Research Data Leeds Repository
Inter-domain dynamics in the chaperone SurA and multi-site binding to its outer membrane protein clients - dataset
Citation
Calabrese, Antonio N. and Schiffrin, Bob and Watson, Matthew and Walko, Martin and Humes, Julia R. and Karamanos, Theodoros and Horne, Jim E. and White, Paul and Kalli, Antreas and Tuma, Roman and Ashcroft, Alison E. and Brockwell, David J. and Radford, Sheena E. (2020) Inter-domain dynamics in the chaperone SurA and multi-site binding to its outer membrane protein clients - dataset.

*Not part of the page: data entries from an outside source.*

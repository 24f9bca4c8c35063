//! Multicast mastership handoff and the exclusive-owner timeout cascade
//! (§4.10). Both only need to know which other established connections
//! share a producing assembly, which `cip_connmgr::ActiveConnections`
//! already tracks; this module adds the decision on top.

use cip_connmgr::{ActiveConnections, ConnectionPoint};
use cip_object::ConnectionHandle;

/// What `cip-core` should do with a closing/timed-out connection's
/// multicast producing socket.
#[derive(Debug, Clone, PartialEq, Eq)]
pub enum TakeoverAction {
	/// Hand `producing_socket`/`send_address`/sequence counters/timer to this
	/// peer.
	TransferTo(ConnectionHandle),
	/// No peer remains; these listen-onlys (if any) must be closed too.
	CloseListenOnlys(Vec<ConnectionHandle>),
}

/// Decides what happens to `closing`'s multicast producing state, per
/// §4.10 "Multicast takeover on close/timeout". Call only when `closing`
/// actually held the producing socket (an exclusive-owner or the
/// controlling input-only); listen-onlys never hold it.
pub fn plan_multicast_takeover(active: &ActiveConnections, closing: ConnectionHandle, point: ConnectionPoint) -> TakeoverAction {
	let siblings = active.siblings_on_producing_point(point, closing);
	match siblings.first() {
		Some(&peer) => TakeoverAction::TransferTo(peer),
		None => TakeoverAction::CloseListenOnlys(siblings),
	}
}

/// §4.10 "Exclusive-owner timeout cascade": every input-only and
/// listen-only sharing `timed_out`'s producing path is closed alongside it.
pub fn plan_exclusive_owner_timeout_cascade(active: &ActiveConnections, timed_out: ConnectionHandle, point: ConnectionPoint) -> Vec<ConnectionHandle> {
	active.siblings_on_producing_point(point, timed_out)
}

#[cfg(test)]
mod test {
	use super::*;
	use cip_connmgr::{Connection, ConnectionData, ConnectionState, ExpectationKind, ForwardOpenParseError};

	fn minimal_connection_data() -> ConnectionData {
		cip_connmgr::parse_forward_open(&[
			0x03, 0xFA, 0, 0, 0, 0, 0, 0, 0, 0, 0x10, 0x27, 0x42, 0x00, 0x01, 0x02, 0x03, 0x04, 0x03, 0, 0, 0, 0x40, 0x42, 0x0F, 0x00, 0x04, 0x20, 0x40,
			0x42, 0x0F, 0x00, 0x04, 0x20, 0x01, 0x03, 0x20, 0x04, 0x24, 0x65, 0x2C, 0x66,
		])
		.unwrap_or_else(|_: ForwardOpenParseError| unreachable!())
	}

	fn established(point: ConnectionPoint, kind: ExpectationKind) -> Connection {
		Connection {
			state: ConnectionState::Established,
			kind,
			point,
			data: minimal_connection_data(),
			originator_ip: "10.0.0.5".parse().unwrap(),
			watchdog_remaining_usecs: 1_000_000,
		}
	}

	#[test]
	fn transfers_to_a_remaining_peer() {
		let point = ConnectionPoint {
			consuming_assembly: None,
			producing_assembly: Some(200),
			config_assembly: None,
		};
		let mut active = ActiveConnections::new();
		let owner = active.insert(established(point, ExpectationKind::ExclusiveOwner));
		let listener = active.insert(established(point, ExpectationKind::ListenOnly));

		let action = plan_multicast_takeover(&active, owner, point);
		assert_eq!(action, TakeoverAction::TransferTo(listener));
	}

	#[test]
	fn closes_listen_onlys_when_no_peer_remains() {
		let point = ConnectionPoint {
			consuming_assembly: None,
			producing_assembly: Some(201),
			config_assembly: None,
		};
		let mut active = ActiveConnections::new();
		let owner = active.insert(established(point, ExpectationKind::ExclusiveOwner));

		let action = plan_multicast_takeover(&active, owner, point);
		assert_eq!(action, TakeoverAction::CloseListenOnlys(vec![]));
	}

	#[test]
	fn exclusive_owner_timeout_closes_every_sibling_on_the_point() {
		let point = ConnectionPoint {
			consuming_assembly: None,
			producing_assembly: Some(202),
			config_assembly: None,
		};
		let mut active = ActiveConnections::new();
		let owner = active.insert(established(point, ExpectationKind::ExclusiveOwner));
		let input_only = active.insert(established(point, ExpectationKind::InputOnly));
		let listen_only = active.insert(established(point, ExpectationKind::ListenOnly));

		let mut cascade = plan_exclusive_owner_timeout_cascade(&active, owner, point);
		cascade.sort_by_key(|h| h.0);
		let mut expected = vec![input_only, listen_only];
		expected.sort_by_key(|h| h.0);
		assert_eq!(cascade, expected);
	}
}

University of Leeds. [Dataset] https://doi.org/10.5518/701
Dataset description
SurA is the conserved major chaperone of outer membrane protein (OMP) biogenesis in the periplasm of Gram-negative bacteria, and plays a key role in cell envelope homeostasis and virulence. In E. coli, SurA comprises three domains: a core domain and two peptidyl prolyl isomerase (PPIase) domains (P1 and P2). The functional roles of these domains in chaperone activity, including their inter-subunit dynamics and interactions with substrates remain unclear. Here we have used chemical cross-linking, HDX-MS, oxidative labelling, single-molecule FRET and molecular dynamics simulations, to investigate the conformational dynamics of SurA in its apo state and to map the binding site(s) for its clients. We demonstrate that SurA predominantly samples conformations in solution in which the P2 domain is closer to the core and P1 domains than suggested by the extended conformation in its crystal structure. Using cross-linking experiments we show that SurA has multiple, yet specific, binding sites for OmpX located primarily in the core domain, and that residues spanning the whole OmpX sequence bind in these regions. HDX experiments additionally reveal that binding of OmpX, and the larger client OmpF, lead to inter-domain conformational changes between the core and P1 domains. Combining these data we generate a model for SurA OMP recognition in which unfolded OMP substrates bind in a cradle formed between the SurA domains, in a manner reminiscent of other ATP-independent chaperones. Structural flexibility between domains is likely a key feature of the SurA functional cycle, assisting in OMP recognition, binding and release of its broad range of OMP substrates for folding into the outer membrane.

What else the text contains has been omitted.